Mount Allison political science, sociology student garners Leadership Award | Mount Allison


Mount Allison political science, sociology student garners Leadership Award

26 May 2020

Political science and sociology student Noah Lubendo has won the regional Student and Thought Leadership Award in a competition sponsored by the Fredericton chapter of the Institute of Public Administration of Canada. The award is given to the best student paper on public administration or public policy from universities in the region. Besides the honour of the award, Lubendo received $500 and a one-year membership to the organization.

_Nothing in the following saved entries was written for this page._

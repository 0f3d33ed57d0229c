//! Crate-wide error taxonomy.
//!
//! Three failure families exist and they are deliberately kept apart:
//! - fatal input errors (malformed formula text, unparsable labels,
//!   broken snapshot documents) abort the whole run;
//! - resolution misses ([`TracebackError`]) abandon only the current unit
//!   of work and are reported by the caller at warning level;
//! - per-flavor sheet errors (index collisions, too-short indices) kill one
//!   manifest flavor while the others may still render.

use std::fmt;

pub type Result<T> = std::result::Result<T, Error>;

#[derive(thiserror::Error, Debug)]
pub enum Error {
    #[error("Error reading or writing \"{file}\": {source}")]
    FileIo {
        file: String,
        source: std::io::Error,
    },

    #[error("Could not parse snapshot \"{file}\": {source}")]
    Snapshot {
        file: String,
        source: serde_json::Error,
    },

    #[error("Formula \"{formula}\" could not be parsed: {reason}")]
    Formula { formula: String, reason: String },

    #[error("Could not evaluate \"{expr}\": {reason}")]
    Eval { expr: String, reason: String },

    #[error("Concentration units '{0}' not recognized")]
    UnknownUnits(String),

    #[error("Size not provided for conversion between mass and molarity")]
    MissingSize,

    #[error("Could not parse index from '{0}'")]
    UnknownLabel(String),

    #[error("NoIndex cases not allowed")]
    NoIndexLabel,

    #[error("Identical indices detected between '{sample_a}' and '{sample_b}' in lane {lane}")]
    IdenticalIndices {
        sample_a: String,
        sample_b: String,
        lane: String,
    },

    #[error("Could not generate {flavor} manifest: {reason}")]
    Sheet { flavor: String, reason: String },

    #[error("Samplesheet validation failed: {0}")]
    SheetConstraint(String),

    #[error("Step is missing required field '{0}'")]
    MissingStepField(String),

    #[error("Snapshot references unknown {kind} id '{id}'")]
    DanglingRef { kind: &'static str, id: String },

    #[error("{0}")]
    Invalid(String),
}

/// Why a recursive UDF lookup came up empty.
///
/// None of these are fatal on their own: the formula engine logs them and
/// moves on to the next input/output pairing.
#[derive(thiserror::Error, Debug, PartialEq, Eq)]
pub enum TracebackError {
    #[error("artifact '{0}' has no parent step linked and can't be traced back further")]
    ChainExhausted(String),

    #[error("parent step has no input artifacts linked to the output artifact, can't traceback")]
    NoLinkedInput,

    #[error("parent step has multiple input artifacts linked to the same output artifact, can't traceback")]
    AmbiguousLink,

    #[error("traceback exceeded {0} hops, assuming a malformed processing history")]
    HopLimit(usize),
}

impl Error {
    /// Attach a file name to an I/O error.
    pub fn io(file: impl fmt::Display, source: std::io::Error) -> Self {
        Error::FileIo {
            file: file.to_string(),
            source,
        }
    }
}
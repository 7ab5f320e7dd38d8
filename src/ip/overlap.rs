//! Subnet overlap detection.
//!
//! Existing ranges are kept as one sorted flat sequence of alternating
//! start/end ordinals. A candidate fits if both of its ends land on the same
//! insertion point and that point sits between recorded ranges (even index)
//! rather than inside one (odd index).

use super::types::AddressRange;

/// Sorted, non-overlapping ranges encoded as `[start0, end0, start1, end1, ...]`
#[derive(Debug, Default, Clone)]
pub struct RangeSet {
    bounds: Vec<u128>,
}

impl RangeSet {
    pub fn new() -> Self {
        Self::default()
    }

    /// Number of ranges recorded
    pub fn len(&self) -> usize {
        self.bounds.len() / 2
    }

    pub fn is_empty(&self) -> bool {
        self.bounds.is_empty()
    }

    /// Leftmost position not less than `first`, rightmost position not greater than `last`
    fn insertion_points(&self, range: &AddressRange) -> (usize, usize) {
        let lo = self.bounds.partition_point(|&b| b < range.first);
        let hi = self.bounds.partition_point(|&b| b <= range.last);
        (lo, hi)
    }

    /// Whether `range` shares at least one address with a recorded range
    pub fn conflicts(&self, range: &AddressRange) -> bool {
        let (lo, hi) = self.insertion_points(range);
        lo != hi || lo % 2 == 1
    }

    /// Record `range`; returns false and leaves the set untouched on conflict
    pub fn insert(&mut self, range: AddressRange) -> bool {
        let (lo, hi) = self.insertion_points(&range);
        if lo != hi || lo % 2 == 1 {
            return false;
        }
        self.bounds.insert(lo, range.last);
        self.bounds.insert(lo, range.first);
        true
    }
}

/// Whether `candidate` intersects any of `existing` (all of one family)
pub fn overlaps<I>(candidate: &AddressRange, existing: I) -> bool
where
    I: IntoIterator<Item = AddressRange>,
{
    let mut set = RangeSet::new();
    for range in existing {
        // a stored range clashing with another stored range cannot join the
        // flat sequence, so check it against the candidate on its own
        if !set.insert(range) && range.intersects(candidate) {
            return true;
        }
    }
    set.conflicts(candidate)
}

/// First item of `existing` whose range intersects `candidate`
pub fn first_conflict<'a, T, F>(
    candidate: &AddressRange,
    existing: &'a [T],
    range_of: F,
) -> Option<&'a T>
where
    F: Fn(&T) -> AddressRange,
{
    if !overlaps(candidate, existing.iter().map(&range_of)) {
        return None;
    }
    existing
        .iter()
        .find(|item| range_of(*item).intersects(candidate))
}

#[cfg(test)]
mod tests {
    use super::*;

    fn r(first: u128, last: u128) -> AddressRange {
        AddressRange { first, last }
    }

    #[test]
    fn test_empty_set_never_conflicts() {
        assert!(!overlaps(&r(0, u128::MAX), std::iter::empty()));
    }

    #[test]
    fn test_adjacent_ranges_do_not_overlap() {
        let existing = [r(256, 511)];
        assert!(!overlaps(&r(0, 255), existing));
        assert!(!overlaps(&r(512, 1023), existing));
    }

    #[test]
    fn test_identical_and_contained_ranges_overlap() {
        let existing = [r(256, 511)];
        assert!(overlaps(&r(256, 511), existing));
        assert!(overlaps(&r(384, 511), existing));
        assert!(overlaps(&r(300, 300), existing));
    }

    #[test]
    fn test_enclosing_and_edge_touching_ranges_overlap() {
        let existing = [r(256, 511)];
        assert!(overlaps(&r(0, 1023), existing));
        assert!(overlaps(&r(0, 256), existing));
        assert!(overlaps(&r(511, 600), existing));
    }

    #[test]
    fn test_gap_between_ranges() {
        let existing = [r(0, 9), r(20, 29), r(40, 49)];
        assert!(!overlaps(&r(10, 19), existing));
        assert!(!overlaps(&r(30, 39), existing));
        assert!(overlaps(&r(10, 20), existing));
        assert!(overlaps(&r(5, 45), existing));
    }

    #[test]
    fn test_insert_keeps_sequence_sorted() {
        let mut set = RangeSet::new();
        assert!(set.insert(r(40, 49)));
        assert!(set.insert(r(0, 9)));
        assert!(set.insert(r(20, 29)));
        assert!(!set.insert(r(25, 30)));
        assert_eq!(set.len(), 3);
        assert_eq!(set.bounds, vec![0, 9, 20, 29, 40, 49]);
    }

    #[test]
    fn test_single_address_ranges() {
        let mut set = RangeSet::new();
        assert!(set.insert(r(7, 7)));
        assert!(set.insert(r(8, 8)));
        assert!(set.conflicts(&r(7, 7)));
        assert!(!set.conflicts(&r(6, 6)));
    }

    #[test]
    fn test_clashing_stored_ranges_still_checked() {
        // 10..=19 cannot join the set after 0..=15, but must still be compared
        let existing = [r(0, 15), r(10, 19)];
        assert!(overlaps(&r(18, 25), existing));
        assert!(!overlaps(&r(20, 25), existing));
    }

    #[test]
    fn test_first_conflict_names_the_offender() {
        let existing = vec![("a", r(0, 9)), ("b", r(20, 29))];
        let hit = first_conflict(&r(25, 26), &existing, |(_, range)| *range);
        assert_eq!(hit.map(|(name, _)| *name), Some("b"));
        assert!(first_conflict(&r(10, 19), &existing, |(_, range)| *range).is_none());
    }
}
use clap::{Parser, Subcommand};
use color_eyre::eyre::WrapErr;
use color_eyre::Result;
use env_logger::Env;
use log::{debug, info};
use serde::Serialize;
use std::path::PathBuf;

use ipam::config_loader::{self, CliOverrides};
use ipam::Ipam;

/// IP address management: subnet registry and per-subnet address pools
#[derive(Parser, Debug)]
#[command(author, version, about, long_about = None)]
struct Args {
    /// Path to the YAML configuration file
    #[arg(short, long)]
    config: Option<PathBuf>,

    /// Record store file, overrides the configuration
    #[arg(short, long)]
    store: Option<PathBuf>,

    /// Log level (error, warn, info, debug, trace), overrides the configuration
    #[arg(long)]
    log_level: Option<String>,

    #[command(subcommand)]
    command: Command,
}

#[derive(Subcommand, Debug, PartialEq)]
enum Command {
    /// Register a subnet given in CIDR notation
    Register { cidr: String },
    /// List registered subnets
    List {
        /// Only subnets of this address family (4 or 6)
        #[arg(short, long)]
        family: Option<String>,
    },
    /// Show one subnet
    Get { id: String },
    /// Delete a subnet and all of its allocations
    Delete { id: String },
    /// Allocate the lowest free address of a subnet
    Allocate {
        /// Subnet id, defaults to the configured default subnet
        #[arg(long)]
        subnet: Option<String>,
    },
    /// Release an allocated address
    Deallocate {
        /// Subnet id, defaults to the configured default subnet
        #[arg(long)]
        subnet: Option<String>,
        address: Option<String>,
    },
    /// List the allocated addresses of a subnet
    Allocations {
        id: String,
        /// Include allocation timestamps
        #[arg(short, long)]
        verbose: bool,
    },
}

fn print_json<T: Serialize>(value: &T) -> Result<()> {
    println!(
        "{}",
        serde_json::to_string_pretty(value).wrap_err("Failed to serialize result")?
    );
    Ok(())
}

fn run(ipam: &Ipam, command: Command) -> Result<()> {
    match command {
        Command::Register { cidr } => print_json(&ipam.register_subnet(&cidr)?),
        Command::List { family } => print_json(&ipam.list_subnets(family.as_deref())?),
        Command::Get { id } => print_json(&ipam.get_subnet(&id)?),
        Command::Delete { id } => {
            ipam.delete_subnet(&id)?;
            info!("Subnet {} deleted", id);
            Ok(())
        }
        Command::Allocate { subnet } => print_json(&ipam.allocate_address(subnet.as_deref())?),
        Command::Deallocate { subnet, address } => {
            ipam.deallocate_address(subnet.as_deref(), address.as_deref())?;
            info!("Address released");
            Ok(())
        }
        Command::Allocations { id, verbose: false } => print_json(&ipam.list_allocations(&id)?),
        Command::Allocations { id, verbose: true } => print_json(&ipam.allocation_entries(&id)?),
    }
}

fn main() -> Result<()> {
    // Initialize error handling
    color_eyre::install()?;

    // Parse command-line arguments
    let args = Args::parse();

    let mut config = config_loader::load_or_default(args.config.as_deref())?;
    let overrides = CliOverrides {
        store_path: args.store.clone(),
        log_level: args.log_level.clone(),
    };
    config_loader::apply_overrides(&mut config, &overrides)?;

    // Initialize logging with the configured default filter level
    env_logger::Builder::from_env(Env::default().default_filter_or(config.log_level.as_str())).init();

    debug!("Using record store {:?} ({:?} backend)", config.store.path, config.store.backend);

    let store = config
        .store
        .open()
        .wrap_err_with(|| format!("Failed to open record store '{}'", config.store.path.display()))?;
    let ipam = Ipam::new(store).with_default_subnet(config.default_subnet());

    run(&ipam, args.command)
}

#[cfg(test)]
mod tests {
    use super::*;
    use ipam::store::MemoryStore;
    use std::sync::Arc;

    #[test]
    fn test_cli_parsing() {
        let args = Args::parse_from(["ipam", "--store", "db.ini", "register", "10.0.0.0/8"]);

        assert_eq!(args.store, Some(PathBuf::from("db.ini")));
        assert_eq!(args.config, None);
        assert_eq!(
            args.command,
            Command::Register {
                cidr: "10.0.0.0/8".to_string()
            }
        );
    }

    #[test]
    fn test_deallocate_args() {
        let args = Args::parse_from(["ipam", "deallocate", "--subnet", "2", "10.0.0.1"]);

        assert_eq!(
            args.command,
            Command::Deallocate {
                subnet: Some("2".to_string()),
                address: Some("10.0.0.1".to_string()),
            }
        );
    }

    #[test]
    fn test_run_against_memory_store() {
        let ipam = Ipam::new(Arc::new(MemoryStore::new()));

        run(&ipam, Command::Register { cidr: "10.0.0.0/30".to_string() }).unwrap();
        run(&ipam, Command::Allocate { subnet: None }).unwrap();
        run(&ipam, Command::Allocations { id: "1".to_string(), verbose: true }).unwrap();
        assert!(run(&ipam, Command::Allocations { id: "x".to_string(), verbose: true }).is_err());
        assert!(run(&ipam, Command::Get { id: "7".to_string() }).is_err());
        run(&ipam, Command::Delete { id: "1".to_string() }).unwrap();
        assert!(ipam.list_subnets(None).unwrap().is_empty());
    }
}
//! Scope locks serializing read-modify-write sequences against the store.
//!
//! The registry scope covers "read overlap set + assign id + write" and subnet
//! deletion. Each subnet has its own pool scope covering "read allocation set +
//! scan + write". When both are needed the registry scope is taken first.

use std::collections::HashMap;
use std::sync::Arc;

use parking_lot::Mutex;

use super::types::SubnetId;

/// Pool lock of one subnet and the number of callers holding or awaiting it
#[derive(Debug, Default)]
struct PoolSlot {
    lock: Arc<Mutex<()>>,
    users: usize,
}

#[derive(Debug, Default)]
pub struct ScopeLocks {
    registry: Mutex<()>,
    pools: Mutex<HashMap<SubnetId, PoolSlot>>,
}

/// Registration in a pool slot, released on drop
struct PoolUse<'a> {
    locks: &'a ScopeLocks,
    subnet: SubnetId,
    lock: Arc<Mutex<()>>,
}

impl Drop for PoolUse<'_> {
    fn drop(&mut self) {
        let mut pools = self.locks.pools.lock();
        if let Some(slot) = pools.get_mut(&self.subnet) {
            slot.users -= 1;
            if slot.users == 0 {
                pools.remove(&self.subnet);
            }
        }
    }
}

impl ScopeLocks {
    pub fn new() -> Self {
        Self::default()
    }

    /// Run `f` while holding the registry scope
    pub fn with_registry<R>(&self, f: impl FnOnce() -> R) -> R {
        let _guard = self.registry.lock();
        f()
    }

    /// Run `f` while holding the pool scope of `subnet`. The slot only lives
    /// while someone holds or waits for it.
    pub fn with_pool<R>(&self, subnet: SubnetId, f: impl FnOnce() -> R) -> R {
        let slot = self.enter_pool(subnet);
        let _guard = slot.lock.lock();
        f()
    }

    fn enter_pool(&self, subnet: SubnetId) -> PoolUse<'_> {
        let mut pools = self.pools.lock();
        let slot = pools.entry(subnet).or_default();
        slot.users += 1;
        PoolUse {
            locks: self,
            subnet,
            lock: Arc::clone(&slot.lock),
        }
    }

    /// Number of subnets with a live pool slot
    #[cfg(test)]
    pub(crate) fn pool_slots(&self) -> usize {
        self.pools.lock().len()
    }
}
//! Core IPAM types: subnet identifiers, records and allocation results.

use std::fmt;
use std::net::IpAddr;
use std::str::FromStr;

use chrono::{DateTime, Utc};
use ipnet::IpNet;
use serde::{Deserialize, Deserializer, Serialize, Serializer};

use super::cidr::ordinal;
use crate::error::IpamError;

/// Address family of a subnet
#[derive(Debug, Clone, Copy, PartialEq, Eq, Hash, PartialOrd, Ord)]
pub enum AddressFamily {
    V4,
    V6,
}

impl AddressFamily {
    pub fn of(network: &IpNet) -> Self {
        match network {
            IpNet::V4(_) => AddressFamily::V4,
            IpNet::V6(_) => AddressFamily::V6,
        }
    }

    /// Numeric family tag, 4 or 6
    pub fn number(self) -> u8 {
        match self {
            AddressFamily::V4 => 4,
            AddressFamily::V6 => 6,
        }
    }
}

impl fmt::Display for AddressFamily {
    fn fmt(&self, f: &mut fmt::Formatter<'_>) -> fmt::Result {
        write!(f, "{}", self.number())
    }
}

impl FromStr for AddressFamily {
    type Err = IpamError;

    fn from_str(s: &str) -> Result<Self, Self::Err> {
        match s {
            "4" => Ok(AddressFamily::V4),
            "6" => Ok(AddressFamily::V6),
            _ => Err(IpamError::invalid_format(s)),
        }
    }
}

impl Serialize for AddressFamily {
    fn serialize<S: Serializer>(&self, serializer: S) -> Result<S::Ok, S::Error> {
        serializer.collect_str(self)
    }
}

impl<'de> Deserialize<'de> for AddressFamily {
    fn deserialize<D: Deserializer<'de>>(deserializer: D) -> Result<Self, D::Error> {
        let raw = String::deserialize(deserializer)?;
        raw.parse().map_err(serde::de::Error::custom)
    }
}

/// Opaque, monotonically assigned subnet identifier
#[derive(Debug, Clone, Copy, PartialEq, Eq, Hash, PartialOrd, Ord)]
pub struct SubnetId(u64);

impl SubnetId {
    /// The first identifier ever handed out, used as the default pool
    pub const FIRST: SubnetId = SubnetId(1);

    pub const fn new(raw: u64) -> Self {
        SubnetId(raw)
    }

    pub fn get(self) -> u64 {
        self.0
    }

    /// Store section holding the subnet record
    pub(crate) fn record_section(self) -> String {
        self.0.to_string()
    }

    /// Store section holding the subnet's allocation entries
    pub(crate) fn pool_section(self) -> String {
        format!("pool/{}", self.0)
    }
}

impl fmt::Display for SubnetId {
    fn fmt(&self, f: &mut fmt::Formatter<'_>) -> fmt::Result {
        write!(f, "{}", self.0)
    }
}

impl FromStr for SubnetId {
    type Err = std::num::ParseIntError;

    fn from_str(s: &str) -> Result<Self, Self::Err> {
        s.parse().map(SubnetId)
    }
}

impl Serialize for SubnetId {
    fn serialize<S: Serializer>(&self, serializer: S) -> Result<S::Ok, S::Error> {
        serializer.collect_str(self)
    }
}

impl<'de> Deserialize<'de> for SubnetId {
    fn deserialize<D: Deserializer<'de>>(deserializer: D) -> Result<Self, D::Error> {
        let raw = String::deserialize(deserializer)?;
        raw.parse().map_err(serde::de::Error::custom)
    }
}

/// Inclusive range of address ordinals within one family
#[derive(Debug, Clone, Copy, PartialEq, Eq)]
pub struct AddressRange {
    pub first: u128,
    pub last: u128,
}

impl AddressRange {
    pub fn of(network: &IpNet) -> Self {
        AddressRange {
            first: ordinal(network.network()),
            last: ordinal(network.broadcast()),
        }
    }

    pub fn intersects(&self, other: &AddressRange) -> bool {
        self.first <= other.last && other.first <= self.last
    }

    pub fn contains(&self, ordinal: u128) -> bool {
        self.first <= ordinal && ordinal <= self.last
    }
}

/// A registered subnet, serialized as `{"id", "family", "cidr"}`
#[derive(Debug, Clone, PartialEq, Eq, Serialize, Deserialize)]
pub struct SubnetRecord {
    pub id: SubnetId,
    pub family: AddressFamily,
    pub cidr: IpNet,
}

impl SubnetRecord {
    pub fn range(&self) -> AddressRange {
        AddressRange::of(&self.cidr)
    }
}

/// Result of a successful allocation, serialized as `{"subnet_id", "address"}`
#[derive(Debug, Clone, PartialEq, Eq, Serialize, Deserialize)]
pub struct AllocatedAddress {
    pub subnet_id: SubnetId,
    pub address: IpAddr,
}

/// One allocated address together with the time it was handed out
#[derive(Debug, Clone, PartialEq, Eq, Serialize)]
pub struct AllocationEntry {
    pub address: IpAddr,
    /// Informational only, allocations never expire
    pub allocated_at: Option<DateTime<Utc>>,
}

#[cfg(test)]
mod tests {
    use super::*;

    #[test]
    fn test_subnet_record_wire_shape() {
        let record = SubnetRecord {
            id: SubnetId::new(1),
            family: AddressFamily::V4,
            cidr: "1.1.1.0/24".parse().unwrap(),
        };
        let json = serde_json::to_value(&record).unwrap();
        assert_eq!(
            json,
            serde_json::json!({"id": "1", "family": "4", "cidr": "1.1.1.0/24"})
        );

        let back: SubnetRecord = serde_json::from_value(json).unwrap();
        assert_eq!(back, record);
    }

    #[test]
    fn test_allocated_address_wire_shape() {
        let allocated = AllocatedAddress {
            subnet_id: SubnetId::new(7),
            address: "2001:db8::1".parse().unwrap(),
        };
        assert_eq!(
            serde_json::to_value(&allocated).unwrap(),
            serde_json::json!({"subnet_id": "7", "address": "2001:db8::1"})
        );
    }

    #[test]
    fn test_family_parsing() {
        assert_eq!("4".parse::<AddressFamily>().unwrap(), AddressFamily::V4);
        assert_eq!("6".parse::<AddressFamily>().unwrap(), AddressFamily::V6);
        assert!(matches!(
            "5".parse::<AddressFamily>(),
            Err(IpamError::InvalidFormat { .. })
        ));
    }

    #[test]
    fn test_range_intersection() {
        let a = AddressRange { first: 0, last: 255 };
        let adjacent = AddressRange { first: 256, last: 511 };
        let inside = AddressRange { first: 128, last: 130 };
        assert!(!a.intersects(&adjacent));
        assert!(a.intersects(&inside));
        assert!(inside.intersects(&a));
        assert!(a.contains(255));
        assert!(!a.contains(256));
    }

    #[test]
    fn test_sections() {
        let id = SubnetId::new(12);
        assert_eq!(id.record_section(), "12");
        assert_eq!(id.pool_section(), "pool/12");
        assert!("abc".parse::<SubnetId>().is_err());
    }
}
//! Per-subnet address allocation.
//!
//! Each subnet's pool lives in the store section `pool/<id>`, one key per
//! allocated address (canonical text) with the allocation time as value.
//! Allocation is first-fit: the subnet's range is scanned upwards from the
//! network address and the lowest free address wins. Network and broadcast
//! addresses are allocatable like any other.

use std::collections::{BTreeMap, BTreeSet, HashSet};
use std::net::IpAddr;
use std::sync::Arc;

use chrono::{DateTime, Utc};
use log::{debug, info, warn};

use super::cidr::{address_at, ordinal, parse_address};
use super::locks::ScopeLocks;
use super::registry::SubnetRegistry;
use super::types::{AllocatedAddress, AllocationEntry, SubnetId};
use crate::error::{IpamError, Result};
use crate::store::RecordStore;

/// Address pools of all registered subnets
pub struct AllocationPool {
    store: Arc<dyn RecordStore>,
    registry: Arc<SubnetRegistry>,
    locks: Arc<ScopeLocks>,
    default_subnet: SubnetId,
}

impl AllocationPool {
    pub fn new(
        store: Arc<dyn RecordStore>,
        registry: Arc<SubnetRegistry>,
        locks: Arc<ScopeLocks>,
    ) -> Self {
        Self {
            store,
            registry,
            locks,
            default_subnet: SubnetId::FIRST,
        }
    }

    /// Use `subnet` whenever a caller omits the subnet id
    pub fn with_default_subnet(mut self, subnet: SubnetId) -> Self {
        self.default_subnet = subnet;
        self
    }

    pub fn default_subnet(&self) -> SubnetId {
        self.default_subnet
    }

    /// Hand out the lowest free address of the subnet
    pub fn allocate(&self, subnet: Option<SubnetId>) -> Result<AllocatedAddress> {
        let id = subnet.unwrap_or(self.default_subnet);

        self.locks.with_pool(id, || -> Result<AllocatedAddress> {
            let _lease = self.store.lease()?;
            let record = self
                .registry
                .find(id)?
                .ok_or_else(|| IpamError::NoSuchPool { id: id.to_string() })?;

            let taken: HashSet<u128> = self
                .read_pool(id)?
                .into_keys()
                .map(ordinal)
                .collect();
            let range = record.range();
            debug!(
                "Scanning {} for a free address ({} allocated)",
                record.cidr,
                taken.len()
            );

            let Some(free) = (range.first..=range.last).find(|o| !taken.contains(o)) else {
                return Err(IpamError::PoolExhausted {
                    id: id.to_string(),
                    cidr: record.cidr.to_string(),
                });
            };
            let address = address_at(record.family, free);

            self.store.set(
                &id.pool_section(),
                &address.to_string(),
                &Utc::now().to_rfc3339(),
            )?;
            info!("Allocated {} from subnet {} ({})", address, id, record.cidr);

            Ok(AllocatedAddress {
                subnet_id: id,
                address,
            })
        })
    }

    /// Release an address. Releasing an address that is not allocated, or
    /// one of a subnet that does not exist, succeeds without effect.
    pub fn deallocate(&self, subnet: Option<SubnetId>, address: Option<&str>) -> Result<()> {
        let text = address
            .filter(|a| !a.is_empty())
            .ok_or(IpamError::MissingAddress)?;
        let address = parse_address(text)?;
        let id = subnet.unwrap_or(self.default_subnet);

        self.locks.with_pool(id, || -> Result<()> {
            self.store
                .remove(&id.pool_section(), &address.to_string())?;
            info!("Released {} in subnet {}", address, id);
            Ok(())
        })
    }

    /// Currently allocated addresses of a subnet
    pub fn list_allocations(&self, subnet: SubnetId) -> Result<BTreeSet<IpAddr>> {
        self.require(subnet)?;
        Ok(self.read_pool(subnet)?.into_keys().collect())
    }

    /// Allocated addresses with their allocation time, ascending by address
    pub fn entries(&self, subnet: SubnetId) -> Result<Vec<AllocationEntry>> {
        self.require(subnet)?;
        Ok(self
            .read_pool(subnet)?
            .into_iter()
            .map(|(address, stamp)| AllocationEntry {
                address,
                allocated_at: DateTime::parse_from_rfc3339(&stamp)
                    .map(|t| t.with_timezone(&Utc))
                    .ok(),
            })
            .collect())
    }

    fn require(&self, subnet: SubnetId) -> Result<()> {
        match self.registry.find(subnet)? {
            Some(_) => Ok(()),
            None => Err(IpamError::NoSuchPool {
                id: subnet.to_string(),
            }),
        }
    }

    /// Stored pool entries keyed by address; unparsable keys are skipped
    fn read_pool(&self, subnet: SubnetId) -> Result<BTreeMap<IpAddr, String>> {
        let section = subnet.pool_section();
        let mut entries = BTreeMap::new();
        for line in self.store.list_lines(Some(section.as_str()))? {
            match line.key.parse::<IpAddr>() {
                Ok(address) => {
                    entries.insert(address, line.value);
                }
                Err(_) => warn!("Ignoring malformed allocation {:?} in {}", line.key, section),
            }
        }
        Ok(entries)
    }
}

Noah_Lubendo_PolSciLubendo’s paper, Retention or Nothing: Barriers to Immigration in the Maritimes, was written for his Canadian Government & Politics course this past semester. The course was taught by politics professor Dr. Mario Levesque who recommended Lubendo submit his paper for the award.

“Noah is an exceptional student with a unique lens on issues given his life experiences. It is when he speaks from those experiences in relation to current pressing issues that lead to interesting and informative analyses. And, it is such analyses that are in dire need as we navigate challenging times,” says Levesque.

Lubendo, who is from Vancouver, came to Mount Allison partly because of some advice from his older brother.

“He told me if you go to a smaller school you will be able to build better relations with your professors, and this will lead to you being able to focus in class and get better grades,” says Lubendo.

Lubendo initially planned to write about the benefits of immigration, but the more he considered the issues the more he thought immigration would not address the problems that really needed to be corrected.

“At the end of the day, immigration in the Maritimes would be a really small fix,” says Lubendo. “It would not help northern New Brunswick, it wouldn’t help the rural communities. It would only help urban areas, like Moncton and Halifax.”

According to Lubendo, there are systemic structural issues in the Maritimes that immigration would not solve.

“When immigrants arrive in the Maritimes, they are, in general, better educated than the average population, earn more and have lower rates of unemployment. One way to look at this is that these immigrants are amazing— they are so prepared. Or you can look at this as immigrants are chosen because the government is looking for highly-educated immigrants to create a highly-skilled workforce instead of training and educating their own people.”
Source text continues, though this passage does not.